He came upon a small stack of receipts, all from the Patmos Gallery in Lausanne, all initialled ‘EL’, and all written for the sale of what was described as ‘objects of value’.
He got to his feet then and went back to the corridor, where he found Vianello almost finished with the second bookshelf. Hillocks of books drifted up the walls to both sides of each bookcase; in one place, an avalanche had fallen across the corridor.
Vianello saw him when he came in. ‘Nothing,’ he said. ‘Not even a used vaporetto ticket or a matchbook cover.’
‘I’ve found the source of Claudia’s Leonardo’s allowance,’ Brunetti said.
Vianello’s glance was sharp, curious.
‘Receipts from the Patmos Gallery for “objects of value”,’ he explained.
‘Are you sure?’ Vianello asked, already familiar with the name of the gallery.
‘The first receipt is dated one month before the first deposit in the girl’s account.’
Vianello gave a nod of approval.
‘Here, let me help,’ Brunetti said, clambering over a low mound of books and reaching down to the bottom shelf. Side by side, they flicked through the remaining books until the bookcase was empty, but they found nothing in the books other than what had been placed there by the authors.
Brunetti closed the last one and set it down on its side on the shelf at his elbow. ‘That’s enough. Let’s get something to eat.’
Vianello was not at all inclined to disagree. They left the apartment, Brunetti using the tobacconist’s key to lock the door behind them.
* * * *
20
After a disappointing lunch, the two men walked back to the Questura, occasionally suggesting to one another some connection that had yet to be explored or some question that remained unanswered. No matter how conscientiously Rizzardi might seek evidence that Signor Jacobs had been the victim of violence, in the absence of concrete evidence, no judge would authorize an investigation of her death; much less would Patta, who was reluctant to authorize anything unless the last words of the dying victim had been the name of the killer.
They separated when they entered the Questura, and Brunetti went up to Signorina Elettra’s office. As he walked in, she looked up and said, ‘I heard.’
‘Rizzardi said it might have been a heart attack.’
‘I don’t believe it, either,’ she said, not even bothering to ask his opinion. ‘What now?’
‘We wait to see the results of the autopsy, and then we wait to see who inherits the things in her apartment.’
‘Are they really that wonderful?’ she asked, having heard him talk of them.
‘Not to be believed. If they’re real, then it was one of the best collections in the city.’

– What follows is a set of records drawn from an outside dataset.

#[cfg(test)]
mod tests {
    use super::*;
    use crate::auth::ApiKeyVerifier;
    use crate::store::JsonStore;
    use serde_json::json;

    fn test_state() -> GatewayState {
        let dir = std::env::temp_dir().join(format!("vigil-gw-{}", Uuid::new_v4()));
        std::fs::create_dir_all(&dir).unwrap();
        GatewayState {
            cfg: KernelConfig::default(),
            registry: Arc::new(ConnectionRegistry::new()),
            pipeline: Arc::new(ReportPipeline::new(0.23)),
            store: Arc::new(JsonStore::open(dir.to_str().unwrap()).unwrap()),
            verifier: Arc::new(ApiKeyVerifier::with_key("s3cret")),
            geo: None,
            health: HealthTracker::new(),
        }
    }

    fn addr() -> SocketAddr {
        "127.0.0.1:4000".parse().unwrap()
    }

    fn connect(
        app: &GatewayState,
        role: Role,
        identity: &str,
    ) -> (SessionId, mpsc::UnboundedReceiver<OutboundEvent>) {
        let (tx, rx) = mpsc::unbounded_channel();
        let session = Session { id: Uuid::new_v4(), identity: identity.to_string(), role, tx };
        let id = session.id;
        app.registry.register(session);
        match role {
            Role::Reporter => {
                app.registry.join_room(id, ROOM_REPORTERS);
                app.registry.join_room(id, &machine_room(identity));
            }
            Role::Client => {
                app.registry.join_room(id, ROOM_CLIENTS);
                app.registry.join_room(id, identity);
            }
        }
        (id, rx)
    }

    fn sample_report(uuid: &str) -> InboundEvent {
        serde_json::from_value(json!({
            "e": "report",
            "d": {
                "uuid": uuid,
                "hostname": "host-a",
                "platform": "linux",
                "ram": { "total": 8_000_000_000u64, "free": 2_000_000_000u64 },
                "cpu": 12,
                "network": [],
                "disks": [],
                "uptime": 300,
                "reporterUptime": 60,
                "reporterVersion": 0.23,
                "isVirtual": false,
                "timestamp": 1_700_000_000_000u64
            }
        }))
        .unwrap()
    }

    const MACHINE: &str = "9a7b8ccc0f194ab693cc1d7e6f8f9b10";

    #[tokio::test]
    async fn test_report_updates_snapshot_and_persists() {
        let app = test_state();
        let (reporter, _rx) = connect(&app, Role::Reporter, MACHINE);

        dispatch(&app, reporter, Role::Reporter, MACHINE, addr(), sample_report(MACHINE)).await;

        let snapshot = app.registry.snapshot_all();
        assert_eq!(snapshot.len(), 1);
        assert!(!snapshot[MACHINE].rogue);
        assert_eq!(app.health.get_health(&app.registry).reports_processed, 1);
    }

    #[tokio::test]
    async fn test_rogue_report_broadcast_but_not_persisted() {
        let app = test_state();
        let (reporter, _rx) = connect(&app, Role::Reporter, MACHINE);

        let event: InboundEvent = serde_json::from_value(json!({
            "e": "report",
            "d": { "uuid": "not a uuid at all" }
        }))
        .unwrap();
        dispatch(&app, reporter, Role::Reporter, MACHINE, addr(), event).await;

        // still lands in the snapshot, flagged
        let snapshot = app.registry.snapshot_all();
        assert_eq!(snapshot.len(), 1);
        assert!(snapshot.values().next().unwrap().rogue);
        assert_eq!(app.health.get_health(&app.registry).rogue_reports, 1);
    }

    #[tokio::test]
    async fn test_heartbeat_response_updates_latency() {
        let app = test_state();
        let (reporter, _rx) = connect(&app, Role::Reporter, MACHINE);

        let event = InboundEvent::HeartbeatResponse {
            uuid: MACHINE.to_string(),
            epoch: epoch_ms().saturating_sub(60),
        };
        dispatch(&app, reporter, Role::Reporter, MACHINE, addr(), event).await;

        let rtt = app.registry.latency_get(MACHINE).unwrap();
        assert!(rtt >= 30.0 && rtt < 100.0, "rtt was {rtt}");
    }

    #[tokio::test]
    async fn test_client_cannot_inject_reports() {
        let app = test_state();
        let (client, _rx) = connect(&app, Role::Client, "user-1");

        dispatch(&app, client, Role::Client, "user-1", addr(), sample_report(MACHINE)).await;
        assert!(app.registry.snapshot_all().is_empty());
    }

    #[tokio::test]
    async fn test_terminal_relay_round_trip() {
        let app = test_state();
        let (client, mut client_rx) = connect(&app, Role::Client, "user-1");
        let (_reporter, mut reporter_rx) = connect(&app, Role::Reporter, MACHINE);

        let open = InboundEvent::NewTerminalConnection { uuid: MACHINE.to_string() };
        dispatch(&app, client, Role::Client, "user-1", addr(), open).await;
        assert!(matches!(reporter_rx.try_recv(), Ok(OutboundEvent::StartTerminal { .. })));

        let keys = InboundEvent::Input { uuid: MACHINE.to_string(), data: "ls\n".into() };
        dispatch(&app, client, Role::Client, "user-1", addr(), keys).await;
        assert!(matches!(reporter_rx.try_recv(), Ok(OutboundEvent::Input { .. })));

        let output = InboundEvent::Input { uuid: MACHINE.to_string(), data: "file.txt\n".into() };
        assert_eq!(app.registry.terminal_client_for(MACHINE), Some(client));
        dispatch(&app, _reporter, Role::Reporter, MACHINE, addr(), output).await;
        assert!(matches!(client_rx.try_recv(), Ok(OutboundEvent::Input { .. })));

        let close = InboundEvent::TerminateTerminal { uuid: MACHINE.to_string() };
        dispatch(&app, client, Role::Client, "user-1", addr(), close).await;
        assert!(matches!(reporter_rx.try_recv(), Ok(OutboundEvent::TerminateTerminal { .. })));
        assert!(app.registry.terminal_client_for(MACHINE).is_none());
    }

    #[tokio::test]
    async fn test_get_machines_replies_to_requester_only() {
        let app = test_state();
        let (reporter, _rrx) = connect(&app, Role::Reporter, MACHINE);
        let (client, mut client_rx) = connect(&app, Role::Client, "user-1");

        dispatch(&app, reporter, Role::Reporter, MACHINE, addr(), sample_report(MACHINE)).await;
        dispatch(&app, client, Role::Client, "user-1", addr(), InboundEvent::GetMachines).await;

        match client_rx.try_recv() {
            Ok(OutboundEvent::Machines(map)) => assert_eq!(map.len(), 1),
            other => panic!("expected machines event, got {other:?}"),
        }
    }

    fn owned_machine(owner: &str) -> MachineRecord {
        MachineRecord {
            uuid: MACHINE.to_string(),
            hostname: None,
            os: None,
            owner: Some(owner.to_string()),
            country: None,
            registered_at: now_rfc3339(),
            last_seen: now_rfc3339(),
        }
    }

    #[tokio::test]
    async fn test_speedtest_points_reach_owning_client() {
        let app = test_state();
        app.store.upsert_machine(owned_machine("user-1")).unwrap();
        let (reporter, mut reporter_rx) = connect(&app, Role::Reporter, MACHINE);
        let (_client, mut client_rx) = connect(&app, Role::Client, "user-1");

        let event = InboundEvent::Speedtest(json!({ "down_mbps": 940, "up_mbps": 732 }));
        dispatch(&app, reporter, Role::Reporter, MACHINE, addr(), event).await;

        assert_eq!(app.store.find_user("user-1").unwrap().points, 50);
        assert!(matches!(client_rx.try_recv(), Ok(OutboundEvent::Points(50))));
        assert!(reporter_rx.try_recv().is_err());
    }

    #[tokio::test]
    async fn test_ownerless_award_credits_machine_identity() {
        let app = test_state();
        let (reporter, _rx) = connect(&app, Role::Reporter, MACHINE);

        let event = InboundEvent::Speedtest(json!({ "down_mbps": 10, "up_mbps": 10 }));
        dispatch(&app, reporter, Role::Reporter, MACHINE, addr(), event).await;

        assert_eq!(app.store.find_user(MACHINE).unwrap().points, 50);
    }

    #[tokio::test]
    async fn test_dynamic_data_reaches_clients() {
        let app = test_state();
        let (reporter, mut reporter_rx) = connect(&app, Role::Reporter, MACHINE);
        let (_client, mut client_rx) = connect(&app, Role::Client, "user-1");

        let event = InboundEvent::DynamicData(json!({ "processes": 132 }));
        dispatch(&app, reporter, Role::Reporter, MACHINE, addr(), event).await;

        match client_rx.try_recv() {
            Ok(OutboundEvent::DynamicData { uuid, .. }) => assert_eq!(uuid, MACHINE),
            other => panic!("expected dynamicData, got {other:?}"),
        }
        assert!(reporter_rx.try_recv().is_err());
    }
}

‘It doesn’t make any sense, does it? To live like that, in the midst of all that wealth.’
‘The place was clean, and someone brought her cigarettes and food,’ Brunetti answered. ‘It’s not as if she was living in a pit.’
‘No, I suppose not. But we tend to think that, well, we tend to think that people will live differently if they have the money.’
‘Maybe that’s how she wanted to live,’ Brunetti said.
‘Possibly,’ Signorina Elettra conceded reluctantly.
‘Perhaps it was enough for her to be able to look at those things,’ he suggested.
‘Would it be? For you?’ she asked.
‘I’m not eighty-three,’ Brunetti said, then, changing the subject, he asked, ‘What about London?’
She handed him a single sheet of paper. ‘As I said, the British are much better at these things.’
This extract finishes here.